Goal of the exercise
Find out how many lines of the listing below include "misses" and report only that number.

Supplied information
//! Response-shape normalization.
//!
//! Extracts a flat, ordered record sequence from whatever envelope an
//! endpoint wraps its rows in. Unrecognized shapes degrade to an empty
//! sequence; the caller shows that as an empty state.

use serde_json::Value;
use viewkit_model::Record;

/// Conventional wrapper fields, in priority order.
const WRAPPER_FIELDS: [&str; 3] = ["content", "rows", "list"];

/// Public-data envelopes: `response.body.items.item` and `body.items.item`.
const ENVELOPE_PATHS: [&[&str]; 2] = [&["response", "body", "items"], &["body", "items"]];

/// Item keys inside an `items` envelope.
const ITEM_FIELDS: [&str; 2] = ["item", "bs"];

/// Extract the record sequence from a raw payload.
///
/// Accepted shapes, first match wins:
/// 1. a JSON array
/// 2. `{content: [...]}`, `{rows: [...]}`, `{list: [...]}`
/// 3. `{page: {content: [...]}}`
/// 4. `{response: {body: {items: {item: ...}}}}` or `{body: {items: {item: ...}}}`
///    where `item` may be a single object
///
/// A string payload is parsed as JSON first. Elements that are not objects
/// are dropped.
pub fn normalize(payload: &Value) -> Vec<Record> {
    if let Value::String(text) = payload {
        return match serde_json::from_str::<Value>(text) {
            Ok(parsed @ (Value::Array(_) | Value::Object(_))) => normalize(&parsed),
            _ => {
                tracing::warn!("Payload is a string that does not hold a JSON document");
                Vec::new()
            }
        };
    }

    match locate_rows(payload) {
        Some(rows) => collect_records(rows),
        None => {
            tracing::warn!(
                shape = shape_name(payload),
                "Unrecognized payload shape, treating as empty"
            );
            Vec::new()
        }
    }
}

fn locate_rows(payload: &Value) -> Option<Rows<'_>> {
    if let Value::Array(items) = payload {
        return Some(Rows::Many(items));
    }
    let object = payload.as_object()?;

    for field in WRAPPER_FIELDS {
        if let Some(Value::Array(items)) = object.get(field) {
            return Some(Rows::Many(items));
        }
    }
    if let Some(Value::Array(items)) = object.get("page").and_then(|page| page.get("content")) {
        return Some(Rows::Many(items));
    }

    ENVELOPE_PATHS.iter().find_map(|path| {
        let items = path.iter().try_fold(payload, |node, key| node.get(key))?;
        ITEM_FIELDS.iter().find_map(|field| match items.get(field)? {
            Value::Array(list) => Some(Rows::Many(list)),
            single @ Value::Object(_) => Some(Rows::One(single)),
            _ => None,
        })
    })
}

enum Rows<'a> {
    Many(&'a [Value]),
    One(&'a Value),
}

fn collect_records(rows: Rows<'_>) -> Vec<Record> {
    let values: &[Value] = match rows {
        Rows::Many(items) => items,
        Rows::One(item) => std::slice::from_ref(item),
    };
    let records: Vec<Record> = values
        .iter()
        .filter_map(|value| Record::from_value(value.clone()))
        .collect();
    if records.len() != values.len() {
        tracing::debug!(
            dropped = values.len() - records.len(),
            "Dropped non-object rows from payload"
        );
    }
    records
}

fn shape_name(value: &Value) -> &'static str {
    match value {
        Value::Null => "null",
        Value::Bool(_) => "bool",
        Value::Number(_) => "number",
        Value::String(_) => "string",
        Value::Array(_) => "array",
        Value::Object(_) => "object",
    }
}
//! Reconciliation engine for list views over inconsistent APIs.
//!
//! Turns raw, heterogeneously shaped payloads into a stable, addressable,
//! paginated and searchable view model.
//!
//! # Overview
//!
//! - **Normalization**: extract a record sequence from any supported envelope
//! - **Identity**: addressing keys and render identities per record
//! - **Joins**: attach attributes from a secondary collection by fuzzy key
//! - **Trees**: rebuild priority-ordered forests from parent references
//! - **Search**: evaluate keyword and time-range queries in memory
//! - **Pagination**: server-paged and client-filtered page state
//! - **Menus**: hover-intent open/close state with a delayed close
//! - **Controller**: one owner per view, driving a [`Transport`]
//!
//! # Example
//!
//! ```ignore
//! use viewkit_engine::{ListController, PagingMode, ScriptedTransport};
//! use viewkit_model::ViewConfig;
//!
//! let transport = ScriptedTransport::new();
//! transport.push_ok(payload);
//! let mut view = ListController::new(transport, "posts", &ViewConfig::default(), PagingMode::ServerPaged);
//! view.load().await?;
//! for row in view.rows() {
//!     println!("{} {}", row.identity, row.key);
//! }
//! ```

mod controller;
mod error;
mod identity;
mod join;
mod menu;
mod normalize;
mod pagination;
mod search;
mod transport;
mod tree;

// Error types
pub use error::{Result, TransportError, ViewError};

// Records in
pub use normalize::normalize;

// Identity
pub use identity::{IdentityResolver, TaggedRecord};

// Joins
pub use join::{JoinIndex, attach_fields, decorate, group_values};

// Trees
pub use tree::TreeBuilder;

// Search
pub use search::{SearchFilter, parse_timestamp};

// Pagination
pub use pagination::{PageMeta, PageState};

// Menus
pub use menu::{MenuNodeState, MenuState};

// Transport boundary
pub use transport::{ScriptedTransport, Transport, TransportCall};

// View controller
pub use controller::{ListController, PagingMode, RowView, can_mutate};
//! Addressing keys and render identities.

use std::fmt;

use serde::{Deserialize, Serialize};
use serde_json::Number;

/// Which kind of key a record resolved to.
#[derive(Debug, Clone, Copy, PartialEq, Eq, Hash, Serialize, Deserialize)]
#[serde(rename_all = "lowercase")]
pub enum KeyKind {
    Numeric,
    Textual,
    None,
}

/// The identifier used to address a record in update/delete calls.
///
/// `None` is a capability flag, not an error: the record cannot be addressed
/// individually and mutations on it must be refused before reaching the
/// transport.
#[derive(Debug, Clone, PartialEq, Eq, Hash, Serialize, Deserialize, Default)]
#[serde(tag = "kind", content = "value", rename_all = "lowercase")]
pub enum ResolvedKey {
    /// Designated numeric primary key (e.g. `postId`).
    Numeric(Number),
    /// First non-blank textual candidate (e.g. `uuid`, `user_id`).
    Textual(String),
    /// No usable key.
    #[default]
    None,
}

impl ResolvedKey {
    pub fn kind(&self) -> KeyKind {
        match self {
            Self::Numeric(_) => KeyKind::Numeric,
            Self::Textual(_) => KeyKind::Textual,
            Self::None => KeyKind::None,
        }
    }

    /// Returns true unless the key is [`ResolvedKey::None`].
    pub fn is_addressable(&self) -> bool {
        !matches!(self, Self::None)
    }

    /// Key rendered as a path segment / identity seed.
    pub fn as_string(&self) -> Option<String> {
        match self {
            Self::Numeric(n) => Some(n.to_string()),
            Self::Textual(s) => Some(s.clone()),
            Self::None => None,
        }
    }
}

impl fmt::Display for ResolvedKey {
    fn fmt(&self, f: &mut fmt::Formatter<'_>) -> fmt::Result {
        match self {
            Self::Numeric(n) => write!(f, "{n}"),
            Self::Textual(s) => f.write_str(s),
            Self::None => f.write_str("-"),
        }
    }
}

/// Prefix carried by every synthetic render identity.
pub const SYNTHETIC_PREFIX: &str = "tmp-";

/// Stable string used only to key list rendering across re-renders.
#[derive(Debug, Clone, PartialEq, Eq, Hash, PartialOrd, Ord, Serialize, Deserialize)]
#[serde(transparent)]
pub struct RenderIdentity(String);

impl RenderIdentity {
    pub fn new(value: impl Into<String>) -> Self {
        Self(value.into())
    }

    pub fn as_str(&self) -> &str {
        &self.0
    }

    /// True when the identity was synthesized rather than taken from a
    /// natural key.
    pub fn is_synthetic(&self) -> bool {
        self.0.starts_with(SYNTHETIC_PREFIX)
    }
}

impl fmt::Display for RenderIdentity {
    fn fmt(&self, f: &mut fmt::Formatter<'_>) -> fmt::Result {
        f.write_str(&self.0)
    }
}

impl AsRef<str> for RenderIdentity {
    fn as_ref(&self) -> &str {
        &self.0
    }
}
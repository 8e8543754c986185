//! Hover-intent menu interaction.
//!
//! Each node is `Closed`, `OpenHover` or `OpenPinned`. Leaving a hover-open
//! node schedules a close after a short delay so the pointer can cross the
//! gap between a trigger and its submenu. The caller supplies the clock:
//! every timed operation takes `now`, and [`MenuState::advance`] fires the
//! timers that are due.
//!
//! A node has at most one pending close at any time. Scheduling replaces the
//! previous deadline, and every transition out of the waiting state clears it.

use std::collections::HashMap;
use std::time::{Duration, Instant};

use viewkit_model::TreeNode;

/// Open/closed state of one menu node.
#[derive(Debug, Clone, Copy, PartialEq, Eq, Hash, Default)]
pub enum MenuNodeState {
    #[default]
    Closed,
    /// Opened by pointer hover; closes after the pointer leaves.
    OpenHover,
    /// Opened by click; stays open until clicked again or dismissed.
    OpenPinned,
}

impl MenuNodeState {
    pub fn is_open(self) -> bool {
        !matches!(self, Self::Closed)
    }
}

#[derive(Debug, Clone)]
struct MenuEntry {
    id: String,
    parent: Option<usize>,
    children: Vec<usize>,
    state: MenuNodeState,
    close_at: Option<Instant>,
}

/// Interaction state for one rendered menu.
#[derive(Debug, Clone)]
pub struct MenuState {
    entries: Vec<MenuEntry>,
    by_id: HashMap<String, usize>,
    roots: Vec<usize>,
    close_delay: Duration,
}

impl MenuState {
    /// Register every node of a menu forest, all closed.
    ///
    /// Nodes without a usable id are skipped; their children attach to the
    /// nearest registered ancestor. A repeated id keeps its first node.
    pub fn from_forest(forest: &[TreeNode], id_field: &str, close_delay: Duration) -> Self {
        let mut state = Self {
            entries: Vec::new(),
            by_id: HashMap::new(),
            roots: Vec::new(),
            close_delay,
        };
        for node in forest {
            state.register(node, None, id_field);
        }
        tracing::debug!(nodes = state.entries.len(), roots = state.roots.len(), "Registered menu");
        state
    }

    fn register(&mut self, node: &TreeNode, parent: Option<usize>, id_field: &str) {
        let own = match node.record.scalar_string(id_field) {
            Some(id) if !self.by_id.contains_key(&id) => {
                let idx = self.entries.len();
                self.entries.push(MenuEntry {
                    id: id.clone(),
                    parent,
                    children: Vec::new(),
                    state: MenuNodeState::Closed,
                    close_at: None,
                });
                self.by_id.insert(id, idx);
                match parent {
                    Some(parent) => self.entries[parent].children.push(idx),
                    None => self.roots.push(idx),
                }
                Some(idx)
            }
            _ => parent,
        };
        for child in &node.children {
            self.register(child, own, id_field);
        }
    }

    pub fn close_delay(&self) -> Duration {
        self.close_delay
    }

    /// State of node `id`; `None` if the id is not registered.
    pub fn state(&self, id: &str) -> Option<MenuNodeState> {
        self.by_id.get(id).map(|&idx| self.entries[idx].state)
    }

    pub fn is_open(&self, id: &str) -> bool {
        self.state(id).is_some_and(MenuNodeState::is_open)
    }

    /// Deadline of the pending close for `id`, if one is scheduled.
    pub fn pending_close(&self, id: &str) -> Option<Instant> {
        self.by_id.get(id).and_then(|&idx| self.entries[idx].close_at)
    }

    /// Number of nodes with a scheduled close.
    pub fn pending_count(&self) -> usize {
        self.entries.iter().filter(|e| e.close_at.is_some()).count()
    }

    /// Ids of all open nodes, in menu order.
    pub fn open_ids(&self) -> Vec<&str> {
        self.entries
            .iter()
            .filter(|e| e.state.is_open())
            .map(|e| e.id.as_str())
            .collect()
    }

    /// Pointer entered `id`: cancel pending closes on the node and its
    /// ancestors, and open it if it was closed.
    pub fn pointer_enter(&mut self, id: &str) {
        let Some(&idx) = self.by_id.get(id) else {
            return;
        };
        let mut current = Some(idx);
        while let Some(node) = current {
            self.entries[node].close_at = None;
            current = self.entries[node].parent;
        }
        if self.entries[idx].state == MenuNodeState::Closed {
            self.entries[idx].state = MenuNodeState::OpenHover;
        }
    }

    /// Pointer left `id`: schedule a close at `now + close_delay`,
    /// replacing any earlier schedule. Pinned and closed nodes are left alone.
    pub fn pointer_leave(&mut self, id: &str, now: Instant) {
        let Some(&idx) = self.by_id.get(id) else {
            return;
        };
        let entry = &mut self.entries[idx];
        if entry.state == MenuNodeState::OpenHover {
            entry.close_at = Some(now + self.close_delay);
        }
    }

    /// Click on `id`.
    ///
    /// A pinned node closes. A closed or hover-open node becomes pinned, and
    /// every root outside its branch closes with all descendants.
    pub fn click(&mut self, id: &str) {
        let Some(&idx) = self.by_id.get(id) else {
            return;
        };
        if self.entries[idx].state == MenuNodeState::OpenPinned {
            self.close_subtree(idx);
            return;
        }

        let own_root = self.root_of(idx);
        let others: Vec<usize> = self.roots.iter().copied().filter(|&r| r != own_root).collect();
        for root in others {
            self.close_subtree(root);
        }

        let mut current = Some(idx);
        while let Some(node) = current {
            let entry = &mut self.entries[node];
            entry.close_at = None;
            if entry.state == MenuNodeState::Closed {
                entry.state = MenuNodeState::OpenHover;
            }
            current = entry.parent;
        }
        self.entries[idx].state = MenuNodeState::OpenPinned;
    }

    /// Click outside the menu: close everything and cancel every timer.
    pub fn outside_click(&mut self) {
        for entry in &mut self.entries {
            entry.state = MenuNodeState::Closed;
            entry.close_at = None;
        }
    }

    /// Fire every close due at or before `now`.
    ///
    /// Returns the ids that transitioned to closed, in menu order.
    pub fn advance(&mut self, now: Instant) -> Vec<String> {
        let due: Vec<usize> = self
            .entries
            .iter()
            .enumerate()
            .filter(|(_, e)| e.close_at.is_some_and(|at| at <= now))
            .map(|(idx, _)| idx)
            .collect();
        let mut closed = vec![false; self.entries.len()];
        for idx in due {
            for node in self.subtree(idx) {
                let entry = &mut self.entries[node];
                if entry.state.is_open() {
                    closed[node] = true;
                }
                entry.state = MenuNodeState::Closed;
                entry.close_at = None;
            }
        }
        closed
            .iter()
            .enumerate()
            .filter(|&(_, &was_closed)| was_closed)
            .map(|(idx, _)| self.entries[idx].id.clone())
            .collect()
    }

    fn root_of(&self, mut idx: usize) -> usize {
        while let Some(parent) = self.entries[idx].parent {
            idx = parent;
        }
        idx
    }

    fn subtree(&self, idx: usize) -> Vec<usize> {
        let mut out = Vec::new();
        let mut stack = vec![idx];
        while let Some(node) = stack.pop() {
            out.push(node);
            stack.extend(self.entries[node].children.iter().copied());
        }
        out
    }

    fn close_subtree(&mut self, idx: usize) {
        for node in self.subtree(idx) {
            let entry = &mut self.entries[node];
            entry.state = MenuNodeState::Closed;
            entry.close_at = None;
        }
    }
}
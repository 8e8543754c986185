//! CLI argument definitions for `viewkit`.

use std::path::PathBuf;

use chrono::NaiveDate;
use clap::{Args, Parser, Subcommand, ValueEnum};
use clap_verbosity_flag::{Verbosity, WarnLevel};
use colorchoice_clap::Color;
use viewkit_model::{Query, QueryKind};

#[derive(Parser)]
#[command(
    name = "viewkit",
    version,
    about = "Reconcile inconsistent API payloads into paged, searchable list views",
    long_about = "Reconcile inconsistent API payloads into paged, searchable list views.\n\n\
                  Reads saved JSON responses and shows the rows, trees and joins the\n\
                  engine derives from them."
)]
pub struct Cli {
    #[command(subcommand)]
    pub command: Command,

    /// View configuration file (TOML). Built-in defaults when omitted.
    #[arg(long = "config", value_name = "PATH", global = true)]
    pub config: Option<PathBuf>,

    /// Adjust log verbosity (-v for info, -vv for debug, -q for errors only).
    #[command(flatten)]
    pub verbosity: Verbosity<WarnLevel>,

    /// Control ANSI color output (auto, always, never).
    #[command(flatten)]
    pub color: Color,

    /// Explicit log level (overrides -v/-q flags).
    #[arg(long = "log-level", value_enum, global = true)]
    pub log_level: Option<LogLevelArg>,

    /// Log output format (pretty for human, json for machine parsing).
    #[arg(
        long = "log-format",
        value_enum,
        default_value = "pretty",
        global = true
    )]
    pub log_format: LogFormatArg,

    /// Write logs to a file instead of stderr.
    #[arg(long = "log-file", value_name = "PATH", global = true)]
    pub log_file: Option<PathBuf>,

    /// Allow record values in trace logs.
    #[arg(long = "log-data", global = true)]
    pub log_data: bool,
}

#[derive(Subcommand)]
pub enum Command {
    /// Show one page of a saved list response.
    Page(PageArgs),

    /// Show a saved menu or comment list as a tree.
    Tree(TreeArgs),

    /// Attach attributes from a secondary collection to a primary one.
    Join(JoinArgs),

    /// Print the query parameters sent upstream for a search.
    Params(ParamsArgs),

    /// Print the effective view configuration as TOML.
    Config,
}

/// Search flags shared by `page` and `params`.
#[derive(Args, Clone)]
pub struct QueryArgs {
    /// Which fields the keyword is compared against.
    #[arg(long = "kind", value_enum, default_value = "all")]
    pub kind: QueryKindArg,

    /// Keyword for author/content/all searches.
    #[arg(long = "keyword", short = 'q', value_name = "TEXT")]
    pub keyword: Option<String>,

    /// First day of a time search (inclusive).
    #[arg(long = "from", value_name = "YYYY-MM-DD")]
    pub from: Option<NaiveDate>,

    /// Last day of a time search (inclusive through end of day).
    #[arg(long = "to", value_name = "YYYY-MM-DD")]
    pub to: Option<NaiveDate>,
}

impl QueryArgs {
    pub fn to_query(&self) -> Query {
        let kind = QueryKind::from(self.kind);
        if kind == QueryKind::Time || self.from.is_some() || self.to.is_some() {
            Query::time_range(self.from, self.to)
        } else {
            Query::keyword(kind, self.keyword.clone().unwrap_or_default())
        }
    }
}

#[derive(Parser)]
pub struct PageArgs {
    /// Saved API response (JSON).
    #[arg(value_name = "FILE")]
    pub file: PathBuf,

    /// Resource profile used for keys and search fields.
    #[arg(long = "resource", short = 'r', default_value = "posts")]
    pub resource: String,

    /// Page to show (1-based).
    #[arg(long = "page", default_value_t = 1)]
    pub page: usize,

    /// Rows per page (overrides the configuration).
    #[arg(long = "size", value_name = "N")]
    pub size: Option<usize>,

    /// Filter and page in memory instead of trusting server metadata.
    #[arg(long = "client")]
    pub client: bool,

    /// Fields to show as columns (comma separated).
    #[arg(long = "columns", value_delimiter = ',', value_name = "FIELDS")]
    pub columns: Vec<String>,

    /// Signed-in username, for the edit column.
    #[arg(long = "user", value_name = "NAME")]
    pub user: Option<String>,

    /// Treat `--user` as an administrator.
    #[arg(long = "admin", requires = "user")]
    pub admin: bool,

    #[command(flatten)]
    pub query: QueryArgs,
}

#[derive(Parser)]
pub struct TreeArgs {
    /// Saved menu or comment list (JSON).
    #[arg(value_name = "FILE")]
    pub file: PathBuf,

    /// Field shown for each node (overrides the configuration).
    #[arg(long = "label", value_name = "FIELD")]
    pub label: Option<String>,

    /// Click these node ids in order and show which menus end up open.
    #[arg(long = "click", value_name = "ID")]
    pub clicks: Vec<String>,
}

#[derive(Parser)]
pub struct JoinArgs {
    /// Primary collection (JSON).
    #[arg(value_name = "PRIMARY")]
    pub primary: PathBuf,

    /// Secondary collection (JSON).
    #[arg(value_name = "SECONDARY")]
    pub secondary: PathBuf,

    /// Collapse secondary rows sharing this field before joining.
    #[arg(long = "group-by", value_name = "FIELD", requires = "value")]
    pub group_by: Option<String>,

    /// Field collected into an array when grouping.
    #[arg(long = "value", value_name = "FIELD", requires = "group_by")]
    pub value: Option<String>,

    /// Field the grouped values are written to (default: `<value>s`).
    #[arg(long = "into", value_name = "FIELD")]
    pub into: Option<String>,
}

#[derive(Parser)]
pub struct ParamsArgs {
    /// Page to request (1-based).
    #[arg(long = "page", default_value_t = 1)]
    pub page: usize,

    /// Rows per page (overrides the configuration).
    #[arg(long = "size", value_name = "N")]
    pub size: Option<usize>,

    #[command(flatten)]
    pub query: QueryArgs,
}

/// CLI query kind choices.
#[derive(Clone, Copy, ValueEnum)]
pub enum QueryKindArg {
    Author,
    Content,
    All,
    Time,
}

impl From<QueryKindArg> for QueryKind {
    fn from(arg: QueryKindArg) -> Self {
        match arg {
            QueryKindArg::Author => Self::Author,
            QueryKindArg::Content => Self::Content,
            QueryKindArg::All => Self::All,
            QueryKindArg::Time => Self::Time,
        }
    }
}

/// CLI log level choices.
#[derive(Clone, Copy, ValueEnum)]
pub enum LogLevelArg {
    Error,
    Warn,
    Info,
    Debug,
    Trace,
}

/// CLI log format choices.
#[derive(Clone, Copy, ValueEnum)]
pub enum LogFormatArg {
    Pretty,
    Compact,
    Json,
}
//! Fuzzy multi-key joins between independently fetched collections.
//!
//! Source systems disagree on which field is the join key (id, username,
//! email), so every non-empty candidate value of a secondary row gets its
//! own slot in the index. Primary rows probe their own candidate values in
//! field order and take the first hit.
//!
//! Ties are deterministic: when two secondary rows share a normalized value,
//! the row indexed first (earlier in the secondary collection) keeps the slot.

use std::collections::HashMap;

use serde_json::Value;
use viewkit_model::Record;

/// Normalized value → secondary row lookup.
#[derive(Debug, Clone, Default)]
pub struct JoinIndex {
    rows: Vec<Record>,
    slots: HashMap<String, usize>,
}

/// Normalize a candidate value: trimmed, lower-cased, scalars stringified.
fn normalized(record: &Record, field: &str) -> Option<String> {
    record.scalar_string(field).map(|value| value.to_lowercase())
}

impl JoinIndex {
    /// Index `secondary` under every non-empty candidate value of each row.
    pub fn build<S: AsRef<str>>(secondary: &[Record], candidate_fields: &[S]) -> Self {
        let mut slots: HashMap<String, usize> = HashMap::new();
        let mut collisions = 0usize;
        for (row, record) in secondary.iter().enumerate() {
            for field in candidate_fields {
                let Some(value) = normalized(record, field.as_ref()) else {
                    continue;
                };
                match slots.get(&value) {
                    Some(&owner) if owner != row => collisions += 1,
                    Some(_) => {}
                    None => {
                        slots.insert(value, row);
                    }
                }
            }
        }
        tracing::debug!(
            rows = secondary.len(),
            slots = slots.len(),
            collisions,
            "Built join index"
        );
        Self {
            rows: secondary.to_vec(),
            slots,
        }
    }

    /// Number of distinct normalized values indexed.
    pub fn slot_count(&self) -> usize {
        self.slots.len()
    }

    pub fn is_empty(&self) -> bool {
        self.slots.is_empty()
    }

    /// Find the secondary row for `primary`, probing candidate fields in order.
    pub fn lookup<S: AsRef<str>>(
        &self,
        primary: &Record,
        candidate_fields: &[S],
    ) -> Option<&Record> {
        candidate_fields.iter().find_map(|field| {
            let value = normalized(primary, field.as_ref())?;
            self.slots.get(&value).map(|&row| &self.rows[row])
        })
    }
}

/// Attach joined attributes to every primary record.
///
/// `attach` receives `Some(row)` on a hit and `None` on a miss; a miss is not
/// an error, the callback applies its defaults. Each primary record gets at
/// most one match.
pub fn decorate<S, F>(
    primary: &mut [Record],
    index: &JoinIndex,
    candidate_fields: &[S],
    mut attach: F,
) where
    S: AsRef<str>,
    F: FnMut(&mut Record, Option<&Record>),
{
    let mut misses = 0usize;
    for record in primary.iter_mut() {
        let matched = index.lookup(record, candidate_fields);
        if matched.is_none() {
            misses += 1;
        }
        attach(record, matched);
    }
    tracing::debug!(records = primary.len(), misses, "Decorated primary records");
}

/// Stock attach callback: copy `fields` from the matched row, or write
/// `defaults` on a miss.
///
/// Values are overwritten rather than accumulated, so decorating twice with
/// the same index leaves the same attributes.
pub fn attach_fields<'a>(
    fields: &'a [String],
    defaults: &'a [(String, Value)],
) -> impl FnMut(&mut Record, Option<&Record>) + 'a {
    move |record, matched| match matched {
        Some(row) => {
            for field in fields {
                if let Some(value) = row.get(field) {
                    record.set(field.clone(), value.clone());
                }
            }
        }
        None => {
            for (field, value) in defaults {
                record.set(field.clone(), value.clone());
            }
        }
    }
}

/// Collapse rows sharing a key into one row carrying an array of values.
///
/// Useful for secondaries stored one row per pair, such as user/role rows:
/// `[{username: a, role: USER}, {username: a, role: ADMIN}]` becomes
/// `[{username: a, role: USER, roles: [USER, ADMIN]}]`. The first row of a
/// group supplies the other attributes; the output keeps first-seen order.
pub fn group_values(
    rows: &[Record],
    key_field: &str,
    value_field: &str,
    into_field: &str,
) -> Vec<Record> {
    let mut groups: Vec<Record> = Vec::new();
    let mut positions: HashMap<String, usize> = HashMap::new();
    for row in rows {
        let Some(key) = normalized(row, key_field) else {
            groups.push(row.clone());
            continue;
        };
        let position = *positions.entry(key).or_insert_with(|| {
            let mut first = row.clone();
            first.set(into_field.to_string(), Value::Array(Vec::new()));
            groups.push(first);
            groups.len() - 1
        });
        let Some(value) = row.get(value_field) else {
            continue;
        };
        let mut values = match groups[position].get(into_field) {
            Some(Value::Array(values)) => values.clone(),
            _ => Vec::new(),
        };
        if !values.contains(value) {
            values.push(value.clone());
        }
        groups[position].set(into_field.to_string(), Value::Array(values));
    }
    groups
}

Answer area
3